# 11 7/8" i-joists



## Cache (Sep 18, 2007)

Would anyone have any info or links to info regarding cantilevering standard 11 7/8" OSB webbed I-joists. I'm wondering how far I would be able to cantilever a dining nook. Up to 4' would be great and fit in the plans very well. Just wondering if those 12" i-joists can handle a 4' cantilever for the bay window.


----------



## oldfrt (Oct 10, 2007)

Go to this link for specs
PAGES 11-13

http://www.ilevel.com/literature/COM-2000.pdf


----------



## Joe Carola (Jun 15, 2004)

Cache said:


> Would anyone have any info or links to info regarding cantilevering standard 11 7/8" OSB webbed I-joists. I'm wondering how far I would be able to cantilever a dining nook. Up to 4' would be great and fit in the plans very well. Just wondering if those 12" i-joists can handle a 4' cantilever for the bay window.


As far a I know, no I-joists can be cantilevered 4", especially 11-7/8". Either way. you have to follow a installation instructions for whatever brand I-joists you will be using.

If you want to cantilever 4', you can using steel or lvl's with flitch plates in between designed by an Architect or Engineer. Or you can cantilever joists into a double box that acts as a header and then support that with structural brackets back to the house


----------



## Cache (Sep 18, 2007)

Thanks OldFrt,

So according to these specs, a 2X10 LSL cantilever from Timberstrand shouldn't have any problem making a 4' extension off my dining room.


----------



## oldfrt (Oct 10, 2007)

Cache said:


> Thanks OldFrt,
> 
> So according to these specs, a 2X10 LSL cantilever from Timberstrand shouldn't have any problem making a 4' extension off my dining room.



I used the 2"x12" for a 4' cantilever in addition to 2 2'x12' lam beams to box around a chimney.My application was for 1 1/2 stories with a lot of glass engineered my the lumber yard,and it hasn't moved in 7 years.
I just crawled under it this past fall to finally insulate it ,so I threw a level on it to check.It can be done but get it approved.
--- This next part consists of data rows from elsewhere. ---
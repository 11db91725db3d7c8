//! Server configuration.
//!
//! Supports loading from YAML files with environment variable overrides.

use std::net::IpAddr;
use std::path::Path;

use anyhow::{Context, Result};
use emitter_core::{BackpressureMode, EmitterConfig};
use serde::Deserialize;

/// Server configuration loaded from YAML with environment overrides.
#[derive(Debug, Deserialize)]
#[serde(default)]
pub struct ServerConfig {
    /// Address to accept client connections on.
    /// Override: `EMITTER_BIND_ADDRESS`
    pub bind_address: IpAddr,

    /// Port to accept client connections on.
    /// Override: `EMITTER_BIND_PORT`
    pub bind_port: u16,

    /// Longest accepted inbound line (handshake or request), in bytes.
    /// Longer lines close the connection.
    /// Override: `EMITTER_MAX_REQUEST_LEN`
    pub max_request_len: usize,

    /// Session queue, backpressure and idle settings.
    pub emitter: EmitterConfig,
}

impl Default for ServerConfig {
    fn default() -> Self {
        Self {
            bind_address: IpAddr::from([0, 0, 0, 0]),
            bind_port: 10000,
            max_request_len: 64 * 1024,
            emitter: EmitterConfig::default(),
        }
    }
}

impl ServerConfig {
    /// Loads configuration from a YAML file, then applies environment overrides.
    pub fn load(path: Option<&Path>) -> Result<Self> {
        let mut config = if let Some(path) = path {
            let content = std::fs::read_to_string(path)
                .with_context(|| format!("Failed to read config file: {}", path.display()))?;
            Self::parse(&content)
                .with_context(|| format!("Failed to parse config file: {}", path.display()))?
        } else {
            Self::default()
        };

        config.apply_env_overrides();
        config.validate()?;
        Ok(config)
    }

    fn validate(&self) -> Result<()> {
        if self.max_request_len == 0 {
            anyhow::bail!("max_request_len must be >= 1");
        }
        self.emitter.validate()?;
        Ok(())
    }

    fn parse(content: &str) -> Result<Self> {
        Ok(serde_yaml::from_str(content)?)
    }

    /// Applies environment variable overrides to the configuration.
    fn apply_env_overrides(&mut self) {
        if let Some(ip) = env_parse("EMITTER_BIND_ADDRESS") {
            self.bind_address = ip;
        }
        if let Some(port) = env_parse("EMITTER_BIND_PORT") {
            self.bind_port = port;
        }
        if let Some(len) = env_parse("EMITTER_MAX_REQUEST_LEN") {
            self.max_request_len = len;
        }
        if let Some(capacity) = env_parse("EMITTER_QUEUE_CAPACITY") {
            self.emitter.queue_capacity = capacity;
        }
        if let Some(ms) = env_parse("EMITTER_WRITE_TIMEOUT_MS") {
            self.emitter.write_timeout_ms = ms;
        }
        if let Some(secs) = env_parse("EMITTER_IDLE_TIMEOUT_SECS") {
            self.emitter.idle_timeout_secs = secs;
        }

        if let Ok(val) = std::env::var("EMITTER_BACKPRESSURE") {
            match val.as_str() {
                "block" => self.emitter.backpressure = BackpressureMode::Block,
                "fail-fast" => self.emitter.backpressure = BackpressureMode::FailFast,
                other => log::warn!("Ignoring unknown EMITTER_BACKPRESSURE value: {}", other),
            }
        }

        // Note: EMITTER_LOG_LEVEL is handled by clap via #[arg(env = ...)] in main.rs
    }
}

fn env_parse<T: std::str::FromStr>(key: &str) -> Option<T> {
    let val = std::env::var(key).ok()?;
    match val.parse() {
        Ok(parsed) => Some(parsed),
        Err(_) => {
            log::warn!("Ignoring invalid {} value: {}", key, val);
            None
        }
    }
}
I used mine as an afterthought to give this side of the house a little break in the wall and keep the whole chimney inside for thermal mass. The area between the chimney and the outside wall became the firewood bin.


----------



## REDRC (Mar 28, 2005)

FWIW, when I used to frame, as long as 2/3 of the joist was inside that was all that had to happen. So for 4' overhang, you would have to have atleast 
8' inside secured. Not sure how much has changed, but this is how we did it 8 years ago.

Thanks.


----------



## JustaFramer (Jan 21, 2005)

.......


----------



## JustaFramer (Jan 21, 2005)

REDRC said:


> FWIW, when I used to frame, as long as 2/3 of the joist was inside that was all that had to happen. So for 4' overhang, you would have to have atleast
> 8' inside secured. Not sure how much has changed, but this is how we did it 8 years ago.
> 
> Thanks.



That still works for dimensional lumber. Engineered I joists can only be canted max 1'6 or may be 2 feet.


----------



## oldfrt (Oct 10, 2007)

I should mention that the outside,weight bearing walls were over a cantilevered 2 2"x12" lam beams running back 20' and the TJI's were just carrying the floor.


----------



## RobertCDF (Aug 18, 2005)

I have seen i joists canted 4' before. There was a beam out there as well because the thing was 4'x10 with another story on top and roof too. The beam was trip 11 7/8" ML following the 3:1 rule. The joists also followed the rule. It can be done but it will need to be stamped I am sure.


----------



## Cache (Sep 18, 2007)

Thanks guys. I've considered all the suggestions and talked to a couple people. Looks like the i-joists aren't intended to be left open ended. Very good for spanning larger distances than dimensional lumber at a fraction of the overall thickness and weight, but not very stable if not secured well at both ends. 

Looks like I'm gonna go with the 2x10 LSL cants. That should be plently for supporting a dining room. My front foyer is gonna be canted about 2' also, but that shouldn't really be an issue. The only issue there is that it will be supporting two stories and a gable. 

Thanks again for all the suggestions.


----------